IE 11 is not supported. For an optimal experience visit our site on another browser.

German utilities agree: End nuclear power by 2020

Germany's utility companies want "swift and complete" abolishment of nuclear power in the wake of the disaster at Japan's Fukushima reactors, says their umbrella organization.
Image: General view of cooling tower of nuclear power plants \"Isar 1+2\" between Niederaichbach and Essenbach
Germany's nuclear power plants include one near Landshut, Bavaria. Its cooling tower is seen in the background.MICHAELA REHLE / Reuters
/ Source: The Associated Press

Germany's utility companies want "swift and complete" abolishment of nuclear power in the wake of the disaster at Japan's Fukushima reactors, says their umbrella organization.

The technology should be phased out by 2020 or at the latest by 2023, the German Association of Energy and Water Industries, BDEW, said Wednesday following a board meeting.

Up until today the organization had been fully behind nuclear energy, but the events in Japan caused the dramatic U-turn.

The group called on the government to set everything in motion to speed up the transition toward a stable, ecologically responsible and affordable energy mix without nuclear energy.

"The catastrophe at the Fukushima reactors marks a new era and the BDEW therefore calls for a swift and complete exit from using nuclear power," the group said in a statement.

The association represents about 1,800 utilities, among them the operators of the country's 17 nuclear reactors. But the two biggest operators, E.ON AG and RWE AG, said after the vote that they were opposed to the decision.
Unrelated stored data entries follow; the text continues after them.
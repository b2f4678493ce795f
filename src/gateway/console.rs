//! Local gateway adapter printing chat traffic to stdout.
//!
//! Stands in for a real chat transport during development and manual play.
//! Message ids are synthesized from a process-local counter and sends
//! complete immediately, so `on_sent` callbacks fire inline.

use std::sync::atomic::{AtomicI64, Ordering};

use crate::gateway::{ChatGateway, ChatId, Keyboard, MessageId, SentCallback, UserId};

/// Gateway that renders every outbound call as a console line.
#[derive(Debug, Default)]
pub struct ConsoleGateway {
    next_id: AtomicI64,
}

impl ConsoleGateway {
    /// Create a console gateway starting message ids at 1.
    pub fn new() -> Self {
        Self {
            next_id: AtomicI64::new(1),
        }
    }
}

impl ChatGateway for ConsoleGateway {
    fn send_message(
        &self,
        chat: ChatId,
        text: String,
        keyboard: Option<Keyboard>,
        on_sent: Option<SentCallback>,
    ) {
        let id = self.next_id.fetch_add(1, Ordering::Relaxed);
        match keyboard {
            Some(keys) => println!("[chat {chat}] {text}\n    keyboard: {}", keys.join(" | ")),
            None => println!("[chat {chat}] {text}"),
        }
        if let Some(callback) = on_sent {
            callback(id);
        }
    }

    fn edit_message(&self, chat: ChatId, message_id: MessageId, text: String) {
        println!("[chat {chat}] (edit #{message_id}) {text}");
    }

    fn kick_player(&self, chat: ChatId, user: UserId) {
        println!("[chat {chat}] (kick user {user})");
    }
}
//! Phases of the session state machine.

/// High-level phase a game session can be in.
///
/// Transitions are driven by two event sources: inbound chat messages
/// matched against the current phase, and the periodic tick performing the
/// phase's elapsed-deadline transition.
#[derive(Debug, Clone, Copy, PartialEq, Eq)]
pub enum Phase {
    /// Tournament-only: waiting for players and a judge to register.
    Registration,
    /// Waiting for registered players to join the room (or the wait cap).
    BeforeGame,
    /// Between topics: announce the next topic or end the game.
    BeforeTopic,
    /// Topic announced; the first question is about to be asked.
    BeforeFirstQuestion,
    /// Question shown; race to buzz in with `+`.
    Question,
    /// One player holds the exclusive right to answer.
    Answer,
    /// Question resolved; scoring pending, corrections accepted.
    AfterQuestion,
    /// Score checkpoint before the last question of the last topic.
    SpecialScore,
    /// Tournament-only: waiting for the judge's yes/no decision.
    JudgeDecision,
    /// Terminal: cooldown before the room is freed.
    AfterGame,
}

impl Phase {
    /// Whether `/pause` is accepted in this phase. Pausing mid-buzz is
    /// blocked uniformly: never during `Question`, `Answer`, or the judge
    /// decision, and never once the game is over.
    pub fn allows_pause(self) -> bool {
        !matches!(
            self,
            Phase::Question | Phase::Answer | Phase::JudgeDecision | Phase::AfterGame
        )
    }

    /// Whether this is the terminal phase.
    pub fn is_terminal(self) -> bool {
        matches!(self, Phase::AfterGame)
    }
}

#[cfg(test)]
mod tests {
    use super::*;

    #[test]
    fn pause_is_blocked_mid_buzz_and_after_game() {
        assert!(!Phase::Question.allows_pause());
        assert!(!Phase::Answer.allows_pause());
        assert!(!Phase::JudgeDecision.allows_pause());
        assert!(!Phase::AfterGame.allows_pause());
        assert!(Phase::BeforeTopic.allows_pause());
        assert!(Phase::AfterQuestion.allows_pause());
    }
}
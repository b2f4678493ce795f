//! Elo-style rating updates derived from final game scores.
//!
//! A finished game is treated as a round-robin of pairwise duels: every
//! pair of players is compared once, in registration order, and each side
//! collects a rounded Elo delta against the other. Deltas are summed and
//! applied in one batch so that intermediate updates never feed back into
//! the expectation formula.

use std::collections::HashMap;

use indexmap::IndexMap;
use tracing::info;

use crate::{
    dao::{RatingStore, StorageResult},
    gateway::UserId,
};

/// Rating assigned to players never seen before.
pub const DEFAULT_RATING: i32 = 1500;

/// K-factor of the pairwise update.
const K_FACTOR: f64 = 10.0;

/// Expected score of a player against one opponent.
fn expected(rating: i32, opponent: i32) -> f64 {
    1.0 / (1.0 + 10f64.powf(f64::from(opponent - rating) / 400.0))
}

/// Summed pairwise Elo deltas for one finished game.
///
/// `scores` must be in registration order; the pair enumeration and
/// therefore the result order follow it. Ratings are read once up front
/// through `rating_of`.
pub fn pairwise_deltas(
    scores: &IndexMap<UserId, i32>,
    rating_of: impl Fn(UserId) -> i32,
) -> IndexMap<UserId, i32> {
    let entries: Vec<(UserId, i32, i32)> = scores
        .iter()
        .map(|(&user, &score)| (user, score, rating_of(user)))
        .collect();

    let mut deltas: IndexMap<UserId, i32> =
        entries.iter().map(|&(user, _, _)| (user, 0)).collect();

    for i in 0..entries.len() {
        for j in (i + 1)..entries.len() {
            let (user_i, score_i, rating_i) = entries[i];
            let (user_j, score_j, rating_j) = entries[j];
            let outcome_i = match score_i.cmp(&score_j) {
                std::cmp::Ordering::Greater => 1.0,
                std::cmp::Ordering::Less => 0.0,
                std::cmp::Ordering::Equal => 0.5,
            };
            let delta_i = (K_FACTOR * (outcome_i - expected(rating_i, rating_j))).round() as i32;
            let delta_j =
                (K_FACTOR * ((1.0 - outcome_i) - expected(rating_j, rating_i))).round() as i32;
            deltas[&user_i] += delta_i;
            deltas[&user_j] += delta_j;
        }
    }
    deltas
}

/// Apply the rating update of one finished game and commit it.
///
/// Ratings never drop below 1. Display names are refreshed alongside so
/// the rating table always shows the latest known names.
pub fn update_ratings(
    store: &dyn RatingStore,
    scores: &IndexMap<UserId, i32>,
    names: &HashMap<UserId, String>,
) -> StorageResult<()> {
    let deltas = pairwise_deltas(scores, |user| store.rating(user));
    for (&user, &delta) in &deltas {
        let updated = (store.rating(user) + delta).max(1);
        store.set_rating(user, updated);
        if let Some(name) = names.get(&user) {
            store.set_name(user, name.clone());
        }
        info!(user, delta, rating = updated, "rating updated");
    }
    store.commit_ratings()
}

/// One decay step: pull a rating a tenth of the way back to the default.
///
/// Integer arithmetic, truncating toward zero, so repeated application
/// converges on [`DEFAULT_RATING`] from both sides.
pub fn decay(rating: i32) -> i32 {
    DEFAULT_RATING + (rating - DEFAULT_RATING) * 9 / 10
}

/// Decay every stored rating once and commit the result.
pub fn decay_all(store: &dyn RatingStore) -> StorageResult<()> {
    let records = store.all_ratings();
    let count = records.len();
    for (user, _, rating) in records {
        store.set_rating(user, decay(rating));
    }
    info!(players = count, "ratings decayed toward the default");
    store.commit_ratings()
}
E.ON spokesman Carsten Thomsen-Bendixen said the operator was against it, while an RWE spokesman said "We are explicitly against setting a precise date for an end to the peaceful use of nuclear energy in Germany." He declined to be named in line with company policy.

Nuclear power provides one-fourth of Germany's electricity
However, BDEW managing director Hildegard Mueller said the resolution — adopted with an overwhelming majority — was the result of intense debate, adding that opposition by some members "doesn't compromise the industry's position."
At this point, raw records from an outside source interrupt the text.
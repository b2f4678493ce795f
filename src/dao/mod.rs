//! Persistence collaborators: rating records and played-topic bookkeeping.

pub mod file;
pub mod storage;

pub use file::FileStore;
pub use storage::{PlayedStore, RatingStore, StorageError, StorageResult};
#[cfg(test)]
mod tests {
    use super::*;
    use crate::{
        dao::FileStore,
        data::{Question, Topic},
        gateway::testing::RecordingGateway,
    };
    use indexmap::IndexMap;
    use std::path::PathBuf;

    fn temp_dir(tag: &str) -> PathBuf {
        std::env::temp_dir().join(format!(
            "svoyak-registry-{tag}-{}-{}",
            std::process::id(),
            uuid::Uuid::new_v4()
        ))
    }

    fn package(topic_count: usize) -> Arc<TopicSet> {
        Arc::new(TopicSet {
            short_name: "pkg".into(),
            description: String::new(),
            topics: (0..topic_count)
                .map(|i| Topic {
                    name: format!("topic-{i}"),
                    questions: crate::data::topic::COSTS
                        .iter()
                        .map(|&cost| Question {
                            cost,
                            text: format!("q{cost}"),
                            answers: vec!["x".into()],
                            comment: String::new(),
                        })
                        .collect(),
                })
                .collect(),
        })
    }

    struct Fixture {
        registry: Registry,
        gateway: Arc<RecordingGateway>,
        store: Arc<FileStore>,
    }

    fn fixture(tag: &str, rooms: usize, topics: usize) -> Fixture {
        let store = Arc::new(FileStore::open(&temp_dir(tag)).unwrap());
        let gateway = Arc::new(RecordingGateway::new());
        let (outcome_tx, _outcome_rx) = mpsc::unbounded_channel();
        let config = AppConfig {
            rooms: (0..rooms)
                .map(|i| RoomConfig {
                    chat_id: -(100 + i as i64),
                    invite_link: format!("https://example/room{i}"),
                })
                .collect(),
            ..AppConfig::default()
        };
        let registry = Registry::new(
            &config,
            HashMap::from([("pkg".to_string(), package(topics))]),
            store.clone(),
            store.clone(),
            gateway.clone(),
            outcome_tx,
        );
        Fixture {
            registry,
            gateway,
            store,
        }
    }

    fn setup(players: &[(UserId, &str)]) -> GameSetup {
        GameSetup {
            set_id: "pkg".into(),
            topic_count: 2,
            players: players
                .iter()
                .map(|&(id, name)| PlayerInfo {
                    id,
                    name: name.into(),
                })
                .collect(),
            spectators: Vec::new(),
            tournament: false,
        }
    }

    #[tokio::test]
    async fn scheduling_claims_a_room_and_burns_the_topics() {
        let fx = fixture("claims", 1, 4);
        let mut game = setup(&[(1, "Ann"), (2, "Bob")]);
        game.spectators = vec![5];

        let room = fx.registry.start_game(-1, game).unwrap();
        assert_eq!(room, -100);
        assert!(fx.registry.is_busy(room));
        assert_eq!(
            fx.registry.invite_link(room).as_deref(),
            Some("https://example/room0")
        );

        // The first two topics are now burned for players and spectators.
        for user in [1, 2, 5] {
            for topic in [1, 2] {
                assert!(fx.store.is_played(
                    user,
                    &TopicId {
                        set_id: "pkg".into(),
                        topic,
                    }
                ));
            }
        }
    }

    #[tokio::test]
    async fn second_game_gets_no_room() {
        let fx = fixture("noroom", 1, 8);
        fx.registry.start_game(-1, setup(&[(1, "Ann")])).unwrap();
        let err = fx
            .registry
            .start_game(-1, setup(&[(2, "Bob")]))
            .unwrap_err();
        assert!(matches!(err, ServiceError::NoFreeRoom));
    }

    #[tokio::test]
    async fn topic_selection_skips_what_any_player_has_seen() {
        let fx = fixture("seen", 2, 3);
        // Bob has already seen topic 1; selection must pick 2 and 3.
        fx.store.add_played(
            2,
            TopicId {
                set_id: "pkg".into(),
                topic: 1,
            },
        );
        fx.registry
            .start_game(-1, setup(&[(1, "Ann"), (2, "Bob")]))
            .unwrap();
        assert!(!fx.store.is_played(
            1,
            &TopicId {
                set_id: "pkg".into(),
                topic: 1,
            }
        ));
        assert!(fx.store.is_played(
            1,
            &TopicId {
                set_id: "pkg".into(),
                topic: 3,
            }
        ));
    }

    #[tokio::test]
    async fn too_few_fresh_topics_is_rejected_before_claiming_a_room() {
        let fx = fixture("few", 1, 2);
        for topic in [1, 2] {
            fx.store.add_played(
                1,
                TopicId {
                    set_id: "pkg".into(),
                    topic,
                },
            );
        }
        let err = fx
            .registry
            .start_game(-1, setup(&[(1, "Ann")]))
            .unwrap_err();
        match err {
            ServiceError::NotEnoughTopics { needed, available } => {
                assert_eq!(needed, 2);
                assert_eq!(available, 0);
            }
            other => panic!("unexpected error: {other:?}"),
        }
        assert!(!fx.registry.is_busy(-100));
    }

    #[tokio::test]
    async fn unknown_package_is_rejected() {
        let fx = fixture("nopkg", 1, 2);
        let mut game = setup(&[(1, "Ann")]);
        game.set_id = "missing".into();
        assert!(matches!(
            fx.registry.start_game(-1, game).unwrap_err(),
            ServiceError::NotFound(_)
        ));
    }

    #[tokio::test]
    async fn cleanup_frees_the_room_clears_the_table_and_rates() {
        let fx = fixture("cleanup", 1, 4);
        let mut game = setup(&[(1, "Ann"), (2, "Bob")]);
        game.spectators = vec![5];
        let room = fx.registry.start_game(-7, game).unwrap();

        let outcome = SessionOutcome {
            chat_id: room,
            origin_chat: -7,
            aborted: false,
            scores: IndexMap::from([(1, 40), (2, -10)]),
            names: HashMap::from([(1, "Ann".to_string()), (2, "Bob".to_string())]),
            score_board: "Ann 40\nBob -10".into(),
        };
        fx.registry.finish_game(&outcome);

        assert!(!fx.registry.is_busy(room));
        let kicks = fx.gateway.kicks.lock().unwrap().clone();
        assert_eq!(kicks, vec![(room, 1), (room, 2), (room, 5)]);

        let summary = fx.gateway.last_text().unwrap();
        assert!(summary.starts_with("Game finished."));
        assert!(summary.contains("Ann 40"));
        assert!(fx.store.rating(1) > rating::DEFAULT_RATING);
        assert!(fx.store.rating(2) < rating::DEFAULT_RATING);

        // The room is immediately reusable.
        fx.registry.start_game(-7, setup(&[(3, "Eve")])).unwrap();
    }

    #[tokio::test]
    async fn aborted_games_free_the_room_but_skip_the_ratings() {
        let fx = fixture("aborted", 1, 4);
        let room = fx
            .registry
            .start_game(-7, setup(&[(1, "Ann"), (2, "Bob")]))
            .unwrap();

        let outcome = SessionOutcome {
            chat_id: room,
            origin_chat: -7,
            aborted: true,
            scores: IndexMap::from([(1, 40), (2, -10)]),
            names: HashMap::new(),
            score_board: "Ann 40\nBob -10".into(),
        };
        fx.registry.finish_game(&outcome);

        assert!(!fx.registry.is_busy(room));
        assert!(fx.gateway.last_text().unwrap().starts_with("Game aborted."));
        assert_eq!(fx.store.rating(1), rating::DEFAULT_RATING);
        assert_eq!(fx.store.rating(2), rating::DEFAULT_RATING);
    }
}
Germany currently gets almost a quarter of its electricity from nuclear power.

Four days after the March 11 earthquake and tsunami hit Japan's Fukushima Dai-Chi facility, German Chancellor Angela Merkel's government ordered seven atomic reactors built before 1980 offline pending thorough safety checks.

Merkel has since vowed to speed up phasing out nuclear power, gradually supplanting it with other sources.

Germany, Europe's biggest economy, stands alone among the world's leading industrialized nations in its determination to overcome nuclear power.

The technology has been very unpopular in the country ever since radioactivity from the 1986 Chernobyl disaster drifted across the country.